In recent years, obesity has taken the shape of an epidemic. There are now about one billion people worldwide who are overweight or obese. Obesity and overweight are risk factors linked to the appearance of a number of chronic diseases such as diabetes, cardiovascular disease, arthritis, gall bladder diseases etc. It is estimated that the number of people worldwide with diabetes will increase from 175 million in 2000 to 353 million in 2030, with India and China together accounting for 24% of the total in 2050.
There are many direct and indirect costs involved in obesity and the diseases resultant of obesity. At an individual level, obesity imposes costs by limiting personal opportunity in many ways. Next, in the workplace (assuming the obese are employed, which they may not be, due in part to their condition), costs are borne by employers due to loss of productivity, absences, underperformance etc. Study shows that, in India, patient with only diabetes spends about 17.5% of annual income for in patient care, 7.7% of annual income in outpatient care and about 16.3% of the annual income in surgical care.
According to World health organization, the net loss to national income of India for diabetes and cardiovascular disease from 2005 to 2015 was about 330 billion.

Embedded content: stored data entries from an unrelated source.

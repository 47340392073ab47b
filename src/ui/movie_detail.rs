use ratatui::layout::{Constraint, Direction, Layout, Rect};
use ratatui::style::{Color, Modifier, Style};
use ratatui::text::{Line, Span};
use ratatui::widgets::{Block, Borders, Paragraph, Wrap};
use ratatui::Frame;

use crate::app::App;
use crate::types::Movie;

pub fn render(frame: &mut Frame, app: &App, area: Rect) {
    let Some(movie) = &app.selected else {
        let block = Block::default().borders(Borders::ALL).title(" Movie ");
        let empty = Paragraph::new("No movie selected")
            .block(block)
            .style(Style::default().fg(Color::Gray));
        frame.render_widget(empty, area);
        return;
    };

    let chunks = Layout::default()
        .direction(Direction::Vertical)
        .constraints([Constraint::Length(6), Constraint::Min(0)])
        .split(area);

    render_summary(frame, movie, chunks[0]);
    render_body(frame, app, movie, chunks[1]);
}

fn render_summary(frame: &mut Frame, movie: &Movie, area: Rect) {
    let rating_color = if movie.vote_average >= 7.0 {
        Color::Green
    } else if movie.vote_average >= 5.0 {
        Color::Yellow
    } else {
        Color::Red
    };

    let mut lines = vec![Line::from(Span::styled(
        movie.title.clone(),
        Style::default()
            .fg(Color::Cyan)
            .add_modifier(Modifier::BOLD),
    ))];

    if let Some(tagline) = movie.tagline.as_deref().filter(|t| !t.is_empty()) {
        lines.push(Line::from(Span::styled(
            tagline.to_string(),
            Style::default()
                .fg(Color::Gray)
                .add_modifier(Modifier::ITALIC),
        )));
    }

    lines.push(Line::from(vec![
        Span::styled(
            format!("★ {:.1}", movie.vote_average),
            Style::default()
                .fg(rating_color)
                .add_modifier(Modifier::BOLD),
        ),
        Span::raw(format!(" ({} votes)", movie.vote_count)),
        Span::raw(" | "),
        Span::styled("Language: ", Style::default().fg(Color::Gray)),
        Span::raw(movie.original_language.clone()),
    ]));

    let released = if movie.release_date.is_empty() {
        "unknown".to_string()
    } else {
        movie.release_date.clone()
    };
    lines.push(Line::from(vec![
        Span::styled("Released: ", Style::default().fg(Color::Gray)),
        Span::raw(released),
    ]));

    let summary =
        Paragraph::new(lines).block(Block::default().borders(Borders::ALL).title(" Details "));

    frame.render_widget(summary, area);
}

fn render_body(frame: &mut Frame, app: &App, movie: &Movie, area: Rect) {
    let overview = if movie.overview.is_empty() {
        "No overview available."
    } else {
        movie.overview.as_str()
    };

    let mut lines = vec![Line::from(overview)];

    if let Some(poster) = app.poster_url(movie) {
        lines.push(Line::default());
        lines.push(Line::from(vec![
            Span::styled("Poster: ", Style::default().fg(Color::Gray)),
            Span::styled(poster, Style::default().fg(Color::Blue)),
        ]));
    }

    let body = Paragraph::new(lines)
        .wrap(Wrap { trim: false })
        .block(Block::default().borders(Borders::ALL).title(" Overview "));

    frame.render_widget(body, area);
}
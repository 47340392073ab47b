use ratatui::layout::{Constraint, Direction, Layout, Rect};
use ratatui::style::{Color, Modifier, Style};
use ratatui::text::{Line, Span};
use ratatui::widgets::{Block, Borders, List, ListItem, ListState, Paragraph};
use ratatui::Frame;

use crate::app::App;

pub fn render(frame: &mut Frame, app: &App, area: Rect) {
    if app.movies.is_empty() {
        let block = Block::default().borders(Borders::ALL).title(" Movies ");
        let empty = Paragraph::new("No movies found")
            .block(block)
            .style(Style::default().fg(Color::Gray));
        frame.render_widget(empty, area);
        return;
    }

    let chunks = Layout::default()
        .direction(Direction::Vertical)
        .constraints([Constraint::Min(0), Constraint::Length(1)])
        .split(area);

    render_rows(frame, app, chunks[0]);
    render_pager(frame, app, chunks[1]);
}

fn render_rows(frame: &mut Frame, app: &App, area: Rect) {
    let w = area.width.saturating_sub(2) as usize;
    let fixed = 16; // year(6) + rating(8) + spaces(2)
    let flex = w.saturating_sub(fixed).max(10);

    let items: Vec<ListItem> = app
        .movies
        .iter()
        .enumerate()
        .map(|(i, movie)| {
            let style = if i == app.movie_index {
                Style::default()
                    .fg(Color::Yellow)
                    .add_modifier(Modifier::BOLD)
            } else {
                Style::default()
            };

            let title = if movie.title.chars().count() > flex {
                let truncated: String = movie.title.chars().take(flex.saturating_sub(3)).collect();
                format!("{}...", truncated)
            } else {
                movie.title.clone()
            };

            let year = movie
                .release_year()
                .map(|y| y.to_string())
                .unwrap_or_else(|| "----".to_string());

            let line = Line::from(vec![
                Span::styled(format!("{:<flex$}", title), style),
                Span::raw("  "),
                Span::styled(format!("({})", year), Style::default().fg(Color::Gray)),
                Span::raw("  "),
                Span::styled(
                    format!("★ {:.1}", movie.vote_average),
                    Style::default().fg(Color::DarkGray),
                ),
            ]);

            ListItem::new(line)
        })
        .collect();

    let list = List::new(items)
        .block(
            Block::default()
                .borders(Borders::ALL)
                .title(format!(" {} Movies ({}) ", app.catalog_name(), app.movies.len())),
        )
        .highlight_style(Style::default().bg(Color::DarkGray));

    let mut state = ListState::default();
    state.select(Some(app.movie_index));

    frame.render_stateful_widget(list, area, &mut state);
}

fn render_pager(frame: &mut Frame, app: &App, area: Rect) {
    let at_first = app.page <= 1;
    let at_last = app.page >= app.total_pages;

    let bound_style = Style::default().fg(Color::DarkGray);
    let free_style = Style::default().fg(Color::Cyan);

    let pager = Line::from(vec![
        Span::styled("◄ Back", if at_first { bound_style } else { free_style }),
        Span::raw("   "),
        Span::styled(
            format!("Page {} of {}", app.page, app.total_pages),
            Style::default().fg(Color::Gray),
        ),
        Span::raw("   "),
        Span::styled("Next ►", if at_last { bound_style } else { free_style }),
    ]);

    frame.render_widget(Paragraph::new(pager).right_aligned(), area);
}
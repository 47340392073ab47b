mod movie_detail;
mod movie_list;
mod search_bar;

use ratatui::layout::{Constraint, Direction, Layout, Rect};
use ratatui::style::{Color, Modifier, Style};
use ratatui::text::{Line, Span};
use ratatui::widgets::Paragraph;
use ratatui::Frame;

use crate::app::{App, InputMode, Screen};

pub fn render(frame: &mut Frame, app: &App) {
    let chunks = Layout::default()
        .direction(Direction::Vertical)
        .constraints([
            Constraint::Length(1),
            Constraint::Min(0),
            Constraint::Length(1),
        ])
        .split(frame.area());

    render_header(frame, app, chunks[0]);

    match app.screen {
        Screen::Detail => movie_detail::render(frame, app, chunks[1]),
        Screen::Browse => render_browse(frame, app, chunks[1]),
    }

    render_status_bar(frame, app, chunks[2]);
}

fn render_browse(frame: &mut Frame, app: &App, area: Rect) {
    let chunks = Layout::default()
        .direction(Direction::Vertical)
        .constraints([Constraint::Length(3), Constraint::Min(0)])
        .split(area);

    search_bar::render(frame, app, chunks[0]);

    // One branch at a time: loading, then error, then the list itself.
    if app.loading {
        render_loading(frame, chunks[1]);
    } else if let Some(error) = &app.error {
        render_error(frame, error, chunks[1]);
    } else {
        movie_list::render(frame, app, chunks[1]);
    }
}

fn render_loading(frame: &mut Frame, area: Rect) {
    let loading = Paragraph::new(Line::from(Span::styled(
        "Loading movies...",
        Style::default().fg(Color::Yellow),
    )))
    .centered();

    let vertical = Layout::default()
        .direction(Direction::Vertical)
        .constraints([
            Constraint::Percentage(45),
            Constraint::Length(1),
            Constraint::Min(0),
        ])
        .split(area);

    frame.render_widget(loading, vertical[1]);
}

fn render_error(frame: &mut Frame, error: &str, area: Rect) {
    let message = Paragraph::new(Line::from(Span::styled(
        error,
        Style::default().fg(Color::Red).add_modifier(Modifier::BOLD),
    )))
    .centered();

    let vertical = Layout::default()
        .direction(Direction::Vertical)
        .constraints([
            Constraint::Percentage(45),
            Constraint::Length(1),
            Constraint::Min(0),
        ])
        .split(area);

    frame.render_widget(message, vertical[1]);
}

fn render_header(frame: &mut Frame, app: &App, area: Rect) {
    let title = match app.screen {
        Screen::Browse => {
            if app.debounced_term.trim().is_empty() {
                "reel - Popular Movies".to_string()
            } else {
                format!("reel - Search: {}", app.debounced_term.trim())
            }
        }
        Screen::Detail => {
            if let Some(movie) = &app.selected {
                format!("reel - {}", movie.title)
            } else {
                "reel - Movie".to_string()
            }
        }
    };

    let header = Paragraph::new(Line::from(vec![Span::styled(
        title,
        Style::default()
            .fg(Color::Cyan)
            .add_modifier(Modifier::BOLD),
    )]))
    .style(Style::default().bg(Color::DarkGray));

    frame.render_widget(header, area);
}

fn render_status_bar(frame: &mut Frame, app: &App, area: Rect) {
    let help = match app.screen {
        Screen::Browse => {
            if app.input_mode == InputMode::Search {
                "type to search | Enter: search now | Ctrl+u: clear | Esc: done"
            } else {
                "/: search | j/k: move | h/l: page | Enter: details | r: refresh | o: open | y: yank | q: quit"
            }
        }
        Screen::Detail => "o: open in browser | y: yank url | q/Esc: back",
    };

    let status_bar = Paragraph::new(Line::from(Span::styled(
        help,
        Style::default().fg(Color::Gray),
    )))
    .style(Style::default().bg(Color::DarkGray));

    frame.render_widget(status_bar, area);
}
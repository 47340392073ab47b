use ratatui::layout::Rect;
use ratatui::style::{Color, Style};
use ratatui::text::{Line, Span};
use ratatui::widgets::{Block, Borders, Paragraph};
use ratatui::Frame;

use crate::app::{App, InputMode};

pub fn render(frame: &mut Frame, app: &App, area: Rect) {
    let active = app.input_mode == InputMode::Search;

    let border_style = if active {
        Style::default().fg(Color::Yellow)
    } else {
        Style::default().fg(Color::DarkGray)
    };

    let mut spans = vec![Span::raw(app.search_term.as_str())];
    if active {
        spans.push(Span::styled("█", Style::default().fg(Color::Yellow)));
    } else if app.search_term.is_empty() {
        spans = vec![Span::styled(
            "Press / to search through tons of movies",
            Style::default().fg(Color::DarkGray),
        )];
    }

    let input = Paragraph::new(Line::from(spans)).block(
        Block::default()
            .borders(Borders::ALL)
            .border_style(border_style)
            .title(" Search "),
    );

    frame.render_widget(input, area);
}
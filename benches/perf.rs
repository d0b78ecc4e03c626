use criterion::{Criterion, criterion_group, criterion_main};
use rand::SeedableRng;
use rand::rngs::StdRng;
use std::hint::black_box;

use odi_terminal::dataset::{self, Dataset, PlayerRecord};
use odi_terminal::leaderboard::{self, RoleChoice};
use odi_terminal::player_detail;
use odi_terminal::query;

const ROLES: [&str; 3] = ["batter", "bowler", "allrounder"];

fn synthetic_dataset(rows: u32) -> Dataset {
    let records = (0..rows)
        .map(|idx| PlayerRecord {
            player_name: format!("Player {idx}"),
            role: ROLES[(idx % 3) as usize].to_string(),
            team: format!("Team {}", idx % 12),
            total_matches_played: 20 + idx % 400,
            total_runs: (idx * 37) % 18_000,
            strike_rate: 60.0 + f64::from(idx % 60),
            average: 10.0 + f64::from(idx % 50),
            total_balls_faced: (idx * 41) % 21_000,
            total_wickets_taken: (idx * 13) % 540,
            total_runs_conceded: (idx * 29) % 12_000,
            total_overs_bowled: f64::from(idx % 3_000),
            player_of_match_awards: idx % 60,
            matches_won: idx % 250,
            matches_lost: idx % 200,
            percentage: f64::from(idx % 100),
        })
        .collect();
    Dataset::from_rows(records)
}

fn bench_csv_load(c: &mut Criterion) {
    c.bench_function("csv_load", |b| {
        b.iter(|| {
            let ds = dataset::from_reader(black_box(SAMPLE_CSV.as_bytes())).unwrap();
            black_box(ds.len());
        })
    });
}

fn bench_queries(c: &mut Criterion) {
    let ds = synthetic_dataset(5_000);
    c.bench_function("query_most_runs", |b| {
        b.iter(|| {
            let result = query::handle_query(&ds, black_box("who has the most runs?"));
            black_box(result.is_handled());
        })
    });
    c.bench_function("query_top_bowlers", |b| {
        b.iter(|| {
            let result = query::handle_query(&ds, black_box("top bowlers"));
            black_box(result.is_handled());
        })
    });
    c.bench_function("query_all_rounders", |b| {
        b.iter(|| {
            let result = query::handle_query(&ds, black_box("allrounder"));
            black_box(result.is_handled());
        })
    });
}

fn bench_leaderboard(c: &mut Criterion) {
    let ds = synthetic_dataset(5_000);
    c.bench_function("leaderboard_all_rounders", |b| {
        b.iter(|| {
            let top = leaderboard::top_players(&ds, black_box(RoleChoice::AllRounder), 3);
            black_box(top.len());
        })
    });
    c.bench_function("player_picker_names", |b| {
        b.iter(|| {
            let names = leaderboard::unique_names_for_role(&ds, black_box(RoleChoice::Bowler));
            black_box(names.len());
        })
    });
}

fn bench_player_detail(c: &mut Criterion) {
    let ds = synthetic_dataset(5_000);
    let mut rng = StdRng::seed_from_u64(11);
    c.bench_function("player_detail_lookup", |b| {
        b.iter(|| {
            let detail =
                player_detail::get_player_detail(&ds, black_box("PLAYER 4999"), &mut rng).unwrap();
            black_box(detail.quote);
        })
    });
}

criterion_group!(
    perf,
    bench_csv_load,
    bench_queries,
    bench_leaderboard,
    bench_player_detail
);
criterion_main!(perf);

static SAMPLE_CSV: &str = include_str!("../data/odi_cricket_data.csv");
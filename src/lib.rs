pub mod config;
pub mod dataset;
pub mod leaderboard;
pub mod player_detail;
pub mod query;
pub mod state;
use std::path::PathBuf;

use rand::SeedableRng;
use rand::rngs::StdRng;

use odi_terminal::dataset::{self, Dataset};
use odi_terminal::leaderboard::RoleChoice;
use odi_terminal::query::BannerLevel;
use odi_terminal::state::{AppState, InputMode};

fn sample() -> Dataset {
    let mut path = PathBuf::from(env!("CARGO_MANIFEST_DIR"));
    path.push("tests");
    path.push("fixtures");
    path.push("odi_sample.csv");
    dataset::load(&path).expect("fixture should load")
}

#[test]
fn role_change_resets_selection_and_logs() {
    let ds = sample();
    let mut state = AppState::new();
    state.select_player_next(&ds);
    state.select_player_next(&ds);
    assert_eq!(state.player_selected, 2);

    state.cycle_role_next();
    assert_eq!(state.role, RoleChoice::Bowler);
    assert_eq!(state.player_selected, 0);
    assert_eq!(state.logs.back().map(String::as_str), Some("[INFO] Role: Bowler"));

    state.cycle_role_prev();
    state.cycle_role_prev();
    assert_eq!(state.role, RoleChoice::AllRounder);
}

#[test]
fn setting_same_role_is_a_no_op() {
    let ds = sample();
    let mut state = AppState::new();
    state.select_player_next(&ds);
    state.set_role(RoleChoice::Batsman);
    assert_eq!(state.player_selected, 1);
    assert!(state.logs.is_empty());
}

#[test]
fn player_selection_wraps() {
    let ds = sample();
    let mut state = AppState::new();
    state.set_role(RoleChoice::AllRounder);
    assert_eq!(state.selected_player_name(&ds), Some("Golf Utility"));
    state.select_player_prev(&ds);
    assert_eq!(state.selected_player_name(&ds), Some("Hotel Grafter"));
    state.select_player_next(&ds);
    assert_eq!(state.selected_player_name(&ds), Some("Golf Utility"));
}

#[test]
fn empty_role_keeps_selection_at_zero() {
    let ds = Dataset::default();
    let mut state = AppState::new();
    state.select_player_next(&ds);
    state.select_player_prev(&ds);
    assert_eq!(state.player_selected, 0);
    assert_eq!(state.selected_player_name(&ds), None);

    let mut rng = StdRng::seed_from_u64(5);
    state.refresh_detail(&ds, &mut rng);
    assert!(state.detail.is_none());
    assert!(state.detail_error.is_none());
    assert!(state.leaderboard(&ds).is_empty());
}

#[test]
fn refresh_detail_follows_selection() {
    let ds = sample();
    let mut state = AppState::new();
    let mut rng = StdRng::seed_from_u64(5);
    state.set_role(RoleChoice::Bowler);
    state.select_player_next(&ds);
    state.refresh_detail(&ds, &mut rng);
    let detail = state.detail.as_ref().expect("detail should be set");
    assert_eq!(detail.player.player_name, "Echo Spin");

    state.reroll_quote(&mut rng);
    assert!(state.detail.is_some());
}

#[test]
fn leaderboard_uses_configured_size() {
    let ds = sample();
    let state = AppState::new().with_leaderboard_size(2);
    assert_eq!(state.leaderboard(&ds).len(), 2);
    let state = AppState::new();
    assert_eq!(state.leaderboard(&ds).len(), 3);
}

#[test]
fn query_typing_and_submit() {
    let ds = sample();
    let mut state = AppState::new();
    state.push_query_char('x');
    assert!(state.query_input.is_empty());

    state.begin_query();
    assert_eq!(state.input_mode, InputMode::Query);
    for c in "most runz".chars() {
        state.push_query_char(c);
    }
    state.pop_query_char();
    state.push_query_char('s');
    state.submit_query(&ds);

    assert_eq!(state.input_mode, InputMode::Browse);
    assert!(state.query_input.is_empty());
    let banner = state.banner.as_ref().expect("banner should be set");
    assert_eq!(banner.level, BannerLevel::Info);
    assert_eq!(banner.title, "Most Runs: Bravo Anchor - 6100 runs");
    assert!(state.logs.back().unwrap().starts_with("[INFO] Query 'most runs'"));
}

#[test]
fn unknown_query_sets_warning_banner() {
    let ds = sample();
    let mut state = AppState::new();
    state.begin_query();
    for c in "who will win the world cup".chars() {
        state.push_query_char(c);
    }
    state.submit_query(&ds);
    let banner = state.banner.as_ref().unwrap();
    assert_eq!(banner.level, BannerLevel::Warning);
    assert!(state.logs.back().unwrap().starts_with("[WARN]"));
}

#[test]
fn blank_or_cancelled_query_changes_nothing() {
    let ds = sample();
    let mut state = AppState::new();
    state.begin_query();
    state.push_query_char(' ');
    state.submit_query(&ds);
    assert!(state.banner.is_none());
    assert!(state.logs.is_empty());

    state.begin_query();
    state.push_query_char('m');
    state.cancel_query();
    assert_eq!(state.input_mode, InputMode::Browse);
    assert!(state.query_input.is_empty());
    assert!(state.banner.is_none());
}

#[test]
fn console_log_is_bounded() {
    let mut state = AppState::new();
    for i in 0..250 {
        state.push_log(format!("[INFO] line {i}"));
    }
    assert_eq!(state.logs.len(), 200);
    assert_eq!(state.logs.front().map(String::as_str), Some("[INFO] line 50"));
}
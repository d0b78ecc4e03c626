use std::env;
use std::path::PathBuf;

use rand::SeedableRng;
use rand::rngs::StdRng;

use crate::leaderboard::DEFAULT_LEADERBOARD_SIZE;

pub const DEFAULT_DATA_PATH: &str = "data/odi_cricket_data.csv";
const MAX_LEADERBOARD_SIZE: usize = 10;

#[derive(Debug, Clone, PartialEq, Eq)]
pub struct AppConfig {
    pub data_path: PathBuf,
    pub leaderboard_size: usize,
    pub quote_seed: Option<u64>,
}

impl Default for AppConfig {
    fn default() -> Self {
        Self {
            data_path: PathBuf::from(DEFAULT_DATA_PATH),
            leaderboard_size: DEFAULT_LEADERBOARD_SIZE,
            quote_seed: None,
        }
    }
}

impl AppConfig {
    /// Reads `.env.local` then `.env` (both optional), then the process environment.
    pub fn from_env() -> Self {
        let _ = dotenvy::from_filename(".env.local");
        let _ = dotenvy::from_filename(".env");
        Self::from_lookup(|key| env::var(key).ok())
    }

    pub fn from_lookup(lookup: impl Fn(&str) -> Option<String>) -> Self {
        let data_path = lookup("ODI_DATA_PATH")
            .map(|raw| raw.trim().to_string())
            .filter(|raw| !raw.is_empty())
            .map(PathBuf::from)
            .unwrap_or_else(|| PathBuf::from(DEFAULT_DATA_PATH));
        let leaderboard_size = lookup("ODI_LEADERBOARD_SIZE")
            .and_then(|raw| raw.trim().parse::<usize>().ok())
            .map(|n| n.clamp(1, MAX_LEADERBOARD_SIZE))
            .unwrap_or(DEFAULT_LEADERBOARD_SIZE);
        let quote_seed = lookup("ODI_QUOTE_SEED").and_then(|raw| raw.trim().parse::<u64>().ok());
        Self {
            data_path,
            leaderboard_size,
            quote_seed,
        }
    }

    pub fn quote_rng(&self) -> StdRng {
        match self.quote_seed {
            Some(seed) => StdRng::seed_from_u64(seed),
            None => StdRng::from_entropy(),
        }
    }
}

Besides reducing weight(thereby increasing productivity), Bariatric surgery has been found to improve all the co-morbidities to the range of about 80-85%. Bariatric surgery appears to be a clinically effective and cost-effective intervention for moderately to severely obese people compared with non-surgical interventions. Downstream savings associated with bariatric surgery are estimated to offset the initial costs in 2-4 years.